Well, the reason is that it typically 7-10 years after discovery of a drug to get it approved. DiMasi, Hansen, & Grabowski (2003) estimate the mean duration of a Phase 1 safety study as 1.8 years, a Phase 2 efficacy study as 2.1 years, and a larger scale Phase 3 study at 2.5 years. So that is 6.4 years, not counting the 2-3 years before that to justify getting into humans, and the 12-21 month delay (depending on therapeutic area) waiting for FDA approval (DiMasi, Grabowski & Vernon, 2004).

While the FDA allows off-label use of approved drugs, and compassionate use access when there is no standard of care, our society (like any other) expects a rigorous, multi-year process to prevent sale of unsafe or ineffective products.

The other issue is the commercial reality. The DiMasi et al (2004) study estimated that on average, clinical trials for an antiinfective drug took $362 million and lasted 10.3 years.


As the CEO of a (tiny) pharma company, it’s hard to make a case for pursuing a scientifically feasible drug unless a) it’s a big market or b) someone else (government, foundation) bears the risk.  I know for sure that I won’t get venture capital to fund my trials unless investors think there is a good chance of achieving sizable revenues — particularly given the 11% clinical success rate for all human therapeutics (DiMasi et al 2016).

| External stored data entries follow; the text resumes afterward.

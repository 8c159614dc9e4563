//! BLE adapter management and peripheral discovery

use bluer::{Adapter, AdapterEvent, Address};
use futures::StreamExt;
use std::time::Duration;
use tracing::{debug, info, warn};
use uuid::Uuid;

use crate::core::error::TransportResult;

/// Default discovery window
pub const DEFAULT_SCAN_TIMEOUT: Duration = Duration::from_secs(2);

/// Peripheral found during discovery
#[derive(Debug, Clone, PartialEq, Eq)]
pub struct DiscoveredPeripheral {
    pub address: Address,
    pub name: Option<String>,
    pub rssi: Option<i16>,
}

/// Which advertisements count as provisioning peripherals
#[derive(Debug, Clone, PartialEq, Eq)]
pub struct DiscoveryFilter {
    pub service_uuid: Uuid,
    pub name_prefix: Option<String>,
}

impl DiscoveryFilter {
    /// A peripheral matches if it advertises the service or carries the name prefix
    pub fn matches(&self, name: Option<&str>, uuids: Option<&std::collections::HashSet<Uuid>>) -> bool {
        let by_service = uuids.is_some_and(|u| u.contains(&self.service_uuid));
        let by_name = match (&self.name_prefix, name) {
            (Some(prefix), Some(name)) => name.starts_with(prefix.as_str()),
            _ => false,
        };
        by_service || by_name
    }
}

/// BLE central adapter
pub struct BleAdapter {
    _session: bluer::Session,
    adapter: Adapter,
}

impl BleAdapter {
    /// Open the default adapter and power it on
    pub async fn new() -> TransportResult<Self> {
        let session = bluer::Session::new().await?;
        let adapter = session.default_adapter().await?;

        info!("Using BLE adapter: {}", adapter.name());
        adapter.set_powered(true).await?;

        Ok(Self {
            _session: session,
            adapter,
        })
    }

    pub fn adapter(&self) -> &Adapter {
        &self.adapter
    }

    /// Discover provisioning peripherals for `timeout`
    ///
    /// Finding nothing is not an error; the caller may simply scan again.
    pub async fn scan(
        &self,
        filter: &DiscoveryFilter,
        timeout: Duration,
    ) -> TransportResult<Vec<DiscoveredPeripheral>> {
        info!(?timeout, service = %filter.service_uuid, "Scanning for peripherals");

        let events = self.adapter.discover_devices().await?;
        let mut events = Box::pin(events);
        let deadline = tokio::time::sleep(timeout);
        tokio::pin!(deadline);

        let mut found: Vec<DiscoveredPeripheral> = Vec::new();

        loop {
            tokio::select! {
                _ = &mut deadline => break,
                event = events.next() => match event {
                    Some(AdapterEvent::DeviceAdded(address)) => {
                        if found.iter().any(|p| p.address == address) {
                            continue;
                        }
                        match self.inspect(address, filter).await {
                            Ok(Some(peripheral)) => {
                                debug!("Found peripheral {:?} ({})", peripheral.name, address);
                                found.push(peripheral);
                            }
                            Ok(None) => {}
                            Err(e) => warn!("Failed to inspect {}: {}", address, e),
                        }
                    }
                    Some(AdapterEvent::DeviceRemoved(address)) => {
                        debug!("Device removed: {}", address);
                    }
                    Some(AdapterEvent::PropertyChanged(_)) => {}
                    None => {
                        warn!("BLE discovery stream ended");
                        break;
                    }
                }
            }
        }

        if found.is_empty() {
            info!("No provisioning peripherals found");
        } else {
            info!("Found {} provisioning peripheral(s)", found.len());
        }

        Ok(found)
    }

    async fn inspect(
        &self,
        address: Address,
        filter: &DiscoveryFilter,
    ) -> TransportResult<Option<DiscoveredPeripheral>> {
        let device = self.adapter.device(address)?;
        let name = device.name().await?;
        let uuids = device.uuids().await?;

        if !filter.matches(name.as_deref(), uuids.as_ref()) {
            return Ok(None);
        }

        Ok(Some(DiscoveredPeripheral {
            address,
            name,
            rssi: device.rssi().await?,
        }))
    }
}

#[cfg(test)]
mod tests {
    use super::*;
    use crate::transport::ble::uuids::PROVISIONING_SERVICE_UUID;
    use std::collections::HashSet;

    fn filter() -> DiscoveryFilter {
        DiscoveryFilter {
            service_uuid: PROVISIONING_SERVICE_UUID,
            name_prefix: Some("PROV_".to_string()),
        }
    }

    #[test]
    fn test_filter_matches_service_uuid() {
        let uuids: HashSet<Uuid> = [PROVISIONING_SERVICE_UUID].into_iter().collect();
        assert!(filter().matches(None, Some(&uuids)));
    }

    #[test]
    fn test_filter_matches_name_prefix() {
        assert!(filter().matches(Some("PROV_12ab"), None));
        assert!(!filter().matches(Some("Headphones"), None));
    }

    #[test]
    fn test_filter_without_prefix() {
        let filter = DiscoveryFilter {
            name_prefix: None,
            ..filter()
        };
        assert!(!filter.matches(Some("PROV_12ab"), None));
    }
}
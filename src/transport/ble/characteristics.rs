//! Request/response exchange over a single GATT characteristic

use bluer::gatt::remote::Characteristic;
use tracing::debug;

use crate::core::error::{TransportError, TransportResult};

use super::{
    chunking::{self, Reassembler},
    uuids::DEFAULT_CHUNK_SIZE,
};

/// Write `payload` in MTU sized chunks, then read chunks until the reply is complete
pub async fn exchange(characteristic: &Characteristic, payload: &[u8]) -> TransportResult<Vec<u8>> {
    let chunk_size = match characteristic.mtu().await {
        Ok(mtu) => chunking::chunk_size_for_mtu(mtu),
        Err(e) => {
            debug!("MTU unavailable ({}), using {} byte chunks", e, DEFAULT_CHUNK_SIZE);
            DEFAULT_CHUNK_SIZE
        }
    };

    let chunks = chunking::split(payload, chunk_size);
    debug!(
        "Writing {} bytes in {} chunk(s) of up to {} bytes",
        payload.len(),
        chunks.len(),
        chunk_size
    );
    for chunk in &chunks {
        characteristic.write(chunk).await?;
    }

    let mut reassembler = Reassembler::new();
    loop {
        let chunk = characteristic.read().await?;
        if let Some(message) = reassembler.push(&chunk).map_err(TransportError::Ble)? {
            debug!("Read {} byte reply", message.len());
            return Ok(message);
        }
    }
}
//! Session establishment messages (`prov-session` endpoint)

use serde::{Deserialize, Serialize};

use super::Status;

/// Handshake requests sent by the client
#[derive(Debug, Clone, PartialEq, Eq, Serialize, Deserialize)]
pub enum SessionRequest {
    /// Unsecured session hello
    Sec0,
    /// First round: client ephemeral public key
    Command0 { client_pubkey: [u8; 32] },
    /// Second round: device public key sealed with the derived session key
    Command1 { client_verify: Vec<u8> },
}

/// Handshake responses sent by the device
#[derive(Debug, Clone, PartialEq, Eq, Serialize, Deserialize)]
pub enum SessionResponse {
    Sec0 {
        status: Status,
    },
    Response0 {
        status: Status,
        device_pubkey: [u8; 32],
        device_random: [u8; 16],
    },
    Response1 {
        status: Status,
        device_verify: Vec<u8>,
    },
}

So when there’s an epidemic, under normal circumstances firms will have something approved long after it’s over. If no one (or almost no one) is sick any more, there’s no market for treatment. However, insurers and public health authorities are willing to buy a vaccine so the disease doesn’t come back again.

Finally, even if approvals are accelerated, it takes time to be able to manufacture a drug at scale with FDA-approved quality standards. Repurposing existing drugs are the only ones likely to be ready for widespread usage this year. Thus, we should be excited by this good news, and the increased sense of urgency by the government to encourage further investment in deploying these therapies.